(Extracted information)
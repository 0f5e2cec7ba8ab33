//! Glyph layout and rasterization onto RGB images.

use image::{Rgb, RgbImage};
use rusttype::{point, Font, Scale};

/// Measured extent of a laid-out text run.
#[derive(Debug, Clone, Copy)]
pub(crate) struct TextExtent {
    /// Width in pixels of the tight glyph bounding box.
    pub(crate) width: u32,
    /// Height in pixels of the tight glyph bounding box.
    pub(crate) height: u32,
}

/// Measures a text run at the given pixel size.
pub(crate) fn measure(font: &Font<'_>, text: &str, size: f32) -> TextExtent {
    let scale = Scale::uniform(size);
    let v_metrics = font.v_metrics(scale);
    let glyphs: Vec<_> = font
        .layout(text, scale, point(0.0, v_metrics.ascent))
        .collect();

    if glyphs.is_empty() {
        return TextExtent {
            width: 0,
            height: size.ceil() as u32,
        };
    }

    let mut min_x = f32::MAX;
    let mut min_y = f32::MAX;
    let mut max_x = f32::MIN;
    let mut max_y = f32::MIN;

    for glyph in &glyphs {
        if let Some(bb) = glyph.unpositioned().exact_bounding_box() {
            let pos = glyph.position();
            min_x = min_x.min(pos.x + bb.min.x);
            min_y = min_y.min(pos.y + bb.min.y);
            max_x = max_x.max(pos.x + bb.max.x);
            max_y = max_y.max(pos.y + bb.max.y);
        }
    }

    // All-whitespace runs have no bounding boxes.
    if min_x > max_x {
        return TextExtent {
            width: glyphs
                .last()
                .map(|g| (g.position().x + g.unpositioned().h_metrics().advance_width) as u32)
                .unwrap_or(0),
            height: size.ceil() as u32,
        };
    }

    TextExtent {
        width: (max_x - min_x).ceil() as u32,
        height: (max_y - min_y).ceil() as u32,
    }
}

/// Draws a text run with its top-left corner at `(x, y)`, alpha-blending
/// glyph coverage over the existing pixels.
pub(crate) fn draw(
    img: &mut RgbImage,
    font: &Font<'_>,
    text: &str,
    size: f32,
    x: i32,
    y: i32,
    color: Rgb<u8>,
) {
    let scale = Scale::uniform(size);
    let v_metrics = font.v_metrics(scale);
    let start = point(x as f32, y as f32 + v_metrics.ascent);

    for glyph in font.layout(text, scale, start) {
        let Some(bb) = glyph.pixel_bounding_box() else {
            continue;
        };
        glyph.draw(|gx, gy, coverage| {
            let px = bb.min.x + gx as i32;
            let py = bb.min.y + gy as i32;
            if px < 0 || py < 0 || px >= img.width() as i32 || py >= img.height() as i32 {
                return;
            }
            let pixel = img.get_pixel_mut(px as u32, py as u32);
            for c in 0..3 {
                let base = f32::from(pixel.0[c]);
                let ink = f32::from(color.0[c]);
                pixel.0[c] = (base + (ink - base) * coverage).round() as u8;
            }
        });
    }
}

#[cfg(test)]
mod tests {
    use super::*;
    use crate::font;

    #[test]
    fn test_measure_nonempty() {
        let Ok(f) = font::resolve("Sans") else { return };
        let extent = measure(f, "Hello", 32.0);
        assert!(extent.width > 0);
        assert!(extent.height > 0);
    }

    #[test]
    fn test_measure_empty_string() {
        let Ok(f) = font::resolve("Sans") else { return };
        let extent = measure(f, "", 32.0);
        assert_eq!(extent.width, 0);
    }

    #[test]
    fn test_draw_changes_pixels() {
        let Ok(f) = font::resolve("Sans") else { return };
        let mut img = RgbImage::from_pixel(200, 60, Rgb([255, 255, 255]));
        draw(&mut img, f, "Hi", 40.0, 10, 5, Rgb([0, 0, 0]));

        let touched = img.pixels().any(|p| p.0 != [255, 255, 255]);
        assert!(touched);
    }

    #[test]
    fn test_draw_clips_outside_canvas() {
        let Ok(f) = font::resolve("Sans") else { return };
        let mut img = RgbImage::from_pixel(10, 10, Rgb([255, 255, 255]));
        // Must not panic even though most glyphs land outside.
        draw(&mut img, f, "Clipping test", 40.0, -20, -20, Rgb([0, 0, 0]));
    }
}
(End Extracted information)
== Instructions to follow ==
Each entry above must be repeated word for word.

== Result for this exercise ==
repository 0f5e2cec7ba8ab33
//! Glyph layout and rasterization onto RGB images.

use image::{Rgb, RgbImage};
use rusttype::{point, Font, Scale};

/// Measured extent of a laid-out text run.
#[derive(Debug, Clone, Copy)]
pub(crate) struct TextExtent {
    /// Width in pixels of the tight glyph bounding box.
    pub(crate) width: u32,
    /// Height in pixels of the tight glyph bounding box.
    pub(crate) height: u32,
}

/// Measures a text run at the given pixel size.
pub(crate) fn measure(font: &Font<'_>, text: &str, size: f32) -> TextExtent {
    let scale = Scale::uniform(size);
    let v_metrics = font.v_metrics(scale);
    let glyphs: Vec<_> = font
        .layout(text, scale, point(0.0, v_metrics.ascent))
        .collect();

    if glyphs.is_empty() {
        return TextExtent {
            width: 0,
            height: size.ceil() as u32,
        };
    }

    let mut min_x = f32::MAX;
    let mut min_y = f32::MAX;
    let mut max_x = f32::MIN;
    let mut max_y = f32::MIN;

    for glyph in &glyphs {
        if let Some(bb) = glyph.unpositioned().exact_bounding_box() {
            let pos = glyph.position();
            min_x = min_x.min(pos.x + bb.min.x);
            min_y = min_y.min(pos.y + bb.min.y);
            max_x = max_x.max(pos.x + bb.max.x);
            max_y = max_y.max(pos.y + bb.max.y);
        }
    }

    // All-whitespace runs have no bounding boxes.
    if min_x > max_x {
        return TextExtent {
            width: glyphs
                .last()
                .map(|g| (g.position().x + g.unpositioned().h_metrics().advance_width) as u32)
                .unwrap_or(0),
            height: size.ceil() as u32,
        };
    }

    TextExtent {
        width: (max_x - min_x).ceil() as u32,
        height: (max_y - min_y).ceil() as u32,
    }
}

/// Draws a text run with its top-left corner at `(x, y)`, alpha-blending
/// glyph coverage over the existing pixels.
pub(crate) fn draw(
    img: &mut RgbImage,
    font: &Font<'_>,
    text: &str,
    size: f32,
    x: i32,
    y: i32,
    color: Rgb<u8>,
) {
    let scale = Scale::uniform(size);
    let v_metrics = font.v_metrics(scale);
    let start = point(x as f32, y as f32 + v_metrics.ascent);

    for glyph in font.layout(text, scale, start) {
        let Some(bb) = glyph.pixel_bounding_box() else {
            continue;
        };
        glyph.draw(|gx, gy, coverage| {
            let px = bb.min.x + gx as i32;
            let py = bb.min.y + gy as i32;
            if px < 0 || py < 0 || px >= img.width() as i32 || py >= img.height() as i32 {
                return;
            }
            let pixel = img.get_pixel_mut(px as u32, py as u32);
            for c in 0..3 {
                let base = f32::from(pixel.0[c]);
                let ink = f32::from(color.0[c]);
                pixel.0[c] = (base + (ink - base) * coverage).round() as u8;
            }
        });
    }
}

#[cfg(test)]
mod tests {
    use super::*;
    use crate::font;

    #[test]
    fn test_measure_nonempty() {
        let Ok(f) = font::resolve("Sans") else { return };
        let extent = measure(f, "Hello", 32.0);
        assert!(extent.width > 0);
        assert!(extent.height > 0);
    }

    #[test]
    fn test_measure_empty_string() {
        let Ok(f) = font::resolve("Sans") else { return };
        let extent = measure(f, "", 32.0);
        assert_eq!(extent.width, 0);
    }

    #[test]
    fn test_draw_changes_pixels() {
        let Ok(f) = font::resolve("Sans") else { return };
        let mut img = RgbImage::from_pixel(200, 60, Rgb([255, 255, 255]));
        draw(&mut img, f, "Hi", 40.0, 10, 5, Rgb([0, 0, 0]));

        let touched = img.pixels().any(|p| p.0 != [255, 255, 255]);
        assert!(touched);
    }

    #[test]
    fn test_draw_clips_outside_canvas() {
        let Ok(f) = font::resolve("Sans") else { return };
        let mut img = RgbImage::from_pixel(10, 10, Rgb([255, 255, 255]));
        // Must not panic even though most glyphs land outside.
        draw(&mut img, f, "Clipping test", 40.0, -20, -20, Rgb([0, 0, 0]));
    }
}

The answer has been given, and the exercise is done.